Though the encounter plays like a miniature boxing match in a grassy North Macedonian field, commenters familiar with hare behavior said it may reflect courtship and rejection rather than a simple fight.
In footage posted to Reddit, two European brown hares were filmed upright on their back legs exchanging rapid front-paw strikes in the middle of a road in North Macedonia, with tufts of fur flying through the air. The person recording witnessed the interaction from inside their vehicle.
The two hares were so focused on their exchange that they either ignored or were oblivious to the car's headlights and continued to duke it out, even as the driver inched past them while honking their horn.
The original poster wrote: "These dramatic stand-offs aren't necessarily two males fighting; it can be a female fending off a persistent male suitor."
(Click here to watch if the video doesn't play)
"Every bunny was Kung Fu fighting," one user joked, while another observed: "It looks like a silly slap fight to us but they are beating each other up pretty hard."
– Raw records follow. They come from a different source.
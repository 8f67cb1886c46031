//! Runner configuration
//!
//! Settings come from an optional TOML file and are then overridden by
//! command-line arguments.
//!
//! ```toml
//! pages = ["generics", "protocols"]
//! format = "json"
//! color = false
//! ```

use std::fmt;
use std::fs;
use std::path::{Path, PathBuf};
use std::str::FromStr;

use serde::Deserialize;
use tracing::debug;

use crate::error::{Result, TourError};
use crate::tour::Page;

#[derive(Debug, Clone, Copy, PartialEq, Eq, Default, Deserialize)]
#[serde(try_from = "String")]
pub enum OutputFormat {
    #[default]
    Text,
    Json,
}

impl FromStr for OutputFormat {
    type Err = TourError;

    fn from_str(s: &str) -> std::result::Result<Self, Self::Err> {
        match s.trim().to_lowercase().as_str() {
            "text" => Ok(OutputFormat::Text),
            "json" => Ok(OutputFormat::Json),
            _ => Err(TourError::UnknownFormat(s.to_string())),
        }
    }
}

impl TryFrom<String> for OutputFormat {
    type Error = TourError;

    fn try_from(value: String) -> std::result::Result<Self, Self::Error> {
        value.parse()
    }
}

impl fmt::Display for OutputFormat {
    fn fmt(&self, f: &mut fmt::Formatter<'_>) -> fmt::Result {
        match self {
            OutputFormat::Text => write!(f, "text"),
            OutputFormat::Json => write!(f, "json"),
        }
    }
}

#[derive(Debug, Clone, PartialEq, Eq, Deserialize)]
#[serde(default, deny_unknown_fields)]
pub struct TourConfig {
    pub pages: Vec<Page>,
    pub format: OutputFormat,
    pub color: bool,
}

impl Default for TourConfig {
    fn default() -> Self {
        TourConfig {
            pages: Page::all(),
            format: OutputFormat::Text,
            color: true,
        }
    }
}

impl TourConfig {
    pub fn from_toml_str(content: &str) -> Result<Self> {
        Ok(toml::from_str(content)?)
    }

    pub fn load(path: &Path) -> Result<Self> {
        let content = fs::read_to_string(path).map_err(|e| TourError::io(path, e))?;
        let config = Self::from_toml_str(&content)?;
        debug!(path = %path.display(), ?config, "loaded config");
        Ok(config)
    }

    /// Applies command-line overrides. Positional pages replace the
    /// configured list rather than extending it.
    pub fn with_overrides(mut self, args: &CliArgs) -> Self {
        if !args.pages.is_empty() {
            self.pages = args.pages.clone();
        }
        if args.json {
            self.format = OutputFormat::Json;
        }
        if args.no_color {
            self.color = false;
        }
        self
    }
}

/// Parsed form of `guided_tour [PAGE...] [--json] [--no-color] [--config PATH]`.
#[derive(Debug, Clone, Default, PartialEq, Eq)]
pub struct CliArgs {
    pub pages: Vec<Page>,
    pub json: bool,
    pub no_color: bool,
    pub config_path: Option<PathBuf>,
}

impl CliArgs {
    pub fn parse<I>(args: I) -> Result<Self>
    where
        I: IntoIterator<Item = String>,
    {
        let mut parsed = CliArgs::default();
        let mut args = args.into_iter();

        while let Some(arg) = args.next() {
            match arg.as_str() {
                "--json" => parsed.json = true,
                "--no-color" => parsed.no_color = true,
                "--config" => {
                    let path = args
                        .next()
                        .ok_or_else(|| TourError::MissingArgument(arg.clone()))?;
                    parsed.config_path = Some(PathBuf::from(path));
                }
                flag if flag.starts_with("--") => {
                    return Err(TourError::UnknownFlag(flag.to_string()));
                }
                page => parsed.pages.push(page.parse()?),
            }
        }

        Ok(parsed)
    }
}

#[cfg(test)]
mod tests {
    use super::*;

    fn args(list: &[&str]) -> Vec<String> {
        list.iter().map(|s| s.to_string()).collect()
    }

    #[test]
    fn test_defaults() {
        let config = TourConfig::default();
        assert_eq!(config.pages, Page::all());
        assert_eq!(config.format, OutputFormat::Text);
        assert!(config.color);
    }

    #[test]
    fn test_empty_toml_uses_defaults() {
        assert_eq!(TourConfig::from_toml_str("").unwrap(), TourConfig::default());
    }

    #[test]
    fn test_full_toml() {
        let config = TourConfig::from_toml_str(
            r#"
            pages = ["protocols"]
            format = "json"
            color = false
            "#,
        )
        .unwrap();
        assert_eq!(config.pages, vec![Page::ProtocolsAndExtensions]);
        assert_eq!(config.format, OutputFormat::Json);
        assert!(!config.color);
    }

    #[test]
    fn test_unknown_page_in_toml() {
        let err = TourConfig::from_toml_str(r#"pages = ["closures"]"#).unwrap_err();
        assert!(matches!(err, TourError::Config(_)));
        assert!(err.to_string().contains("closures"));
    }

    #[test]
    fn test_unknown_key_in_toml() {
        let err = TourConfig::from_toml_str("colour = true").unwrap_err();
        assert!(matches!(err, TourError::Config(_)));
    }

    #[test]
    fn test_load_missing_file() {
        let err = TourConfig::load(Path::new("/definitely/not/here.toml")).unwrap_err();
        assert!(matches!(err, TourError::Io { .. }));
    }

    #[test]
    fn test_parse_args() {
        let parsed = CliArgs::parse(args(&[
            "generics",
            "--json",
            "--no-color",
            "--config",
            "tour.toml",
        ]))
        .unwrap();
        assert_eq!(parsed.pages, vec![Page::Generics]);
        assert!(parsed.json);
        assert!(parsed.no_color);
        assert_eq!(parsed.config_path, Some(PathBuf::from("tour.toml")));
    }

    #[test]
    fn test_parse_args_errors() {
        assert!(matches!(
            CliArgs::parse(args(&["--config"])),
            Err(TourError::MissingArgument(_))
        ));
        assert!(matches!(
            CliArgs::parse(args(&["--verbose"])),
            Err(TourError::UnknownFlag(_))
        ));
        assert!(matches!(
            CliArgs::parse(args(&["closures"])),
            Err(TourError::UnknownPage(_))
        ));
    }

    #[test]
    fn test_overrides() {
        let cli = CliArgs {
            pages: vec![Page::Generics],
            json: true,
            no_color: true,
            config_path: None,
        };
        let config = TourConfig::default().with_overrides(&cli);
        assert_eq!(config.pages, vec![Page::Generics]);
        assert_eq!(config.format, OutputFormat::Json);
        assert!(!config.color);

        let untouched = TourConfig::default().with_overrides(&CliArgs::default());
        assert_eq!(untouched, TourConfig::default());
    }
}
Many viewers saw the footage as a glimpse of hare courtship and defensive behavior, one that just happens to look uncannily like boxing.
Wild animal behavior can be easy to misread when it appears in a short, dramatic clip.
A moment that looks funny or chaotic to viewers may actually be tied to mating season, territorial behavior, or an animal trying to protect itself.
Animals such as hares are often pushed into more visible, fragmented spaces by roads, farms, and other human-altered landscapes, making these interactions easier to spot but also more dangerous for the animals.
If, as some commenters suggested, the scene unfolded near traffic, that introduces another layer of risk, because wildlife encounters can quickly turn deadly when cars are nearby.